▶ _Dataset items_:

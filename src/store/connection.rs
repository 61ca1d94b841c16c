//! Shared connection handling for the store.
//!
//! One `SQLite` handle per process, guarded by a mutex with poison
//! recovery. WAL journaling allows concurrent readers alongside the single
//! writer; a failed operation marks the handle suspect and it is probed and
//! reopened before the error reaches the caller.

use crate::{Error, Result};
use rusqlite::Connection;
use std::path::{Path, PathBuf};
use std::sync::{Mutex, MutexGuard};

/// Helper to acquire the handle lock with poison recovery.
///
/// If the mutex is poisoned (due to a panic in a previous critical section),
/// we recover the inner value and log a warning. This prevents cascading
/// failures when one operation panics.
fn acquire_lock<T>(mutex: &Mutex<T>) -> MutexGuard<'_, T> {
    match mutex.lock() {
        Ok(guard) => guard,
        Err(poisoned) => {
            tracing::warn!("connection mutex was poisoned, recovering");
            poisoned.into_inner()
        },
    }
}

/// Configures a `SQLite` connection for the store's access pattern.
///
/// - **WAL mode**: concurrent readers with a single writer
/// - **NORMAL synchronous**: balances durability with performance
/// - **`busy_timeout`**: waits for locks instead of failing immediately
fn configure_connection(conn: &Connection) {
    // pragma_update returns the result which we ignore - journal_mode
    // returns a string like "wal" which would cause execute_batch to fail
    let _ = conn.pragma_update(None, "journal_mode", "WAL");
    let _ = conn.pragma_update(None, "synchronous", "NORMAL");
    let _ = conn.pragma_update(None, "busy_timeout", "5000");
}

/// Owner of the single shared database handle.
///
/// `open()` is idempotent, and every failed operation run through
/// [`ConnectionManager::with`] triggers a self-heal pass before the error
/// is surfaced: a handle stuck in a transaction or failing a trivial probe
/// is dropped and reopened. The handle is closed cleanly when the manager
/// is dropped.
pub struct ConnectionManager {
    /// The guarded handle; `None` until `open()` or first use.
    conn: Mutex<Option<Connection>>,
    /// Path to the database file.
    path: PathBuf,
}

impl ConnectionManager {
    /// Creates a manager for the given database path without opening it.
    #[must_use]
    pub fn new(path: impl Into<PathBuf>) -> Self {
        Self {
            conn: Mutex::new(None),
            path: path.into(),
        }
    }

    /// Returns the database path.
    #[must_use]
    pub fn path(&self) -> &Path {
        &self.path
    }

    /// Opens the database handle if it is not already open.
    ///
    /// # Errors
    ///
    /// Returns [`Error::Connection`] if the database cannot be opened. At
    /// startup this is fatal: initialization aborts entirely.
    pub fn open(&self) -> Result<()> {
        let mut guard = acquire_lock(&self.conn);
        if guard.is_none() {
            *guard = Some(self.connect()?);
        }
        Ok(())
    }

    /// Closes the database handle if open.
    pub fn close(&self) {
        let mut guard = acquire_lock(&self.conn);
        if guard.take().is_some() {
            tracing::debug!(path = %self.path.display(), "closed database handle");
        }
    }

    /// Returns true if the handle is currently open.
    #[must_use]
    pub fn is_open(&self) -> bool {
        acquire_lock(&self.conn).is_some()
    }

    /// Runs `f` against the open handle, opening it on demand.
    ///
    /// On any failure the handle is treated as potentially invalid: it is
    /// probed and, if stuck or unusable, reopened before the error is
    /// returned to the caller.
    ///
    /// # Errors
    ///
    /// Returns the error produced by `f`, or [`Error::Connection`] if no
    /// handle could be opened.
    pub fn with<T>(&self, f: impl FnOnce(&Connection) -> Result<T>) -> Result<T> {
        let outcome = {
            let mut guard = acquire_lock(&self.conn);
            if guard.is_none() {
                match self.connect() {
                    Ok(conn) => *guard = Some(conn),
                    Err(e) => return Err(e),
                }
            }
            match guard.as_ref() {
                Some(conn) => f(conn),
                None => Err(Error::Connection {
                    cause: "connection handle missing".to_string(),
                }),
            }
        };
        if outcome.is_err() {
            self.heal();
        }
        outcome
    }

    /// Probes the handle and reopens it if it is stale.
    ///
    /// A handle left inside a transaction by a failed script, or one that
    /// cannot answer `SELECT 1`, is dropped and replaced. Reopen failures
    /// are logged; the next operation will retry.
    fn heal(&self) {
        let mut guard = acquire_lock(&self.conn);
        let stale = match guard.as_ref() {
            Some(conn) => {
                !conn.is_autocommit()
                    || conn
                        .query_row("SELECT 1", [], |row| row.get::<_, i64>(0))
                        .is_err()
            },
            None => true,
        };
        if !stale {
            return;
        }
        *guard = None;
        match self.connect() {
            Ok(conn) => {
                tracing::info!(path = %self.path.display(), "reopened stale database handle");
                *guard = Some(conn);
            },
            Err(e) => tracing::warn!(error = %e, "failed to reopen database handle"),
        }
    }

    fn connect(&self) -> Result<Connection> {
        let conn = Connection::open(&self.path).map_err(|e| Error::Connection {
            cause: e.to_string(),
        })?;
        configure_connection(&conn);
        tracing::debug!(path = %self.path.display(), "opened database handle");
        Ok(conn)
    }
}

impl Drop for ConnectionManager {
    fn drop(&mut self) {
        // Dropping the inner Connection closes it cleanly.
        self.close();
    }
}

impl std::fmt::Debug for ConnectionManager {
    fn fmt(&self, f: &mut std::fmt::Formatter<'_>) -> std::fmt::Result {
        f.debug_struct("ConnectionManager")
            .field("path", &self.path)
            .field("open", &self.is_open())
            .finish()
    }
}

▶ _Action item_:
Scan the data above and copy each line containing the word "database".

▶ _Exercise solution_:
/// Owner of the single shared database handle.
    /// Path to the database file.
    /// Creates a manager for the given database path without opening it.
    /// Returns the database path.
    /// Opens the database handle if it is not already open.
    /// Returns [`Error::Connection`] if the database cannot be opened. At
    /// Closes the database handle if open.
            tracing::debug!(path = %self.path.display(), "closed database handle");
                tracing::info!(path = %self.path.display(), "reopened stale database handle");
            Err(e) => tracing::warn!(error = %e, "failed to reopen database handle"),
        tracing::debug!(path = %self.path.display(), "opened database handle");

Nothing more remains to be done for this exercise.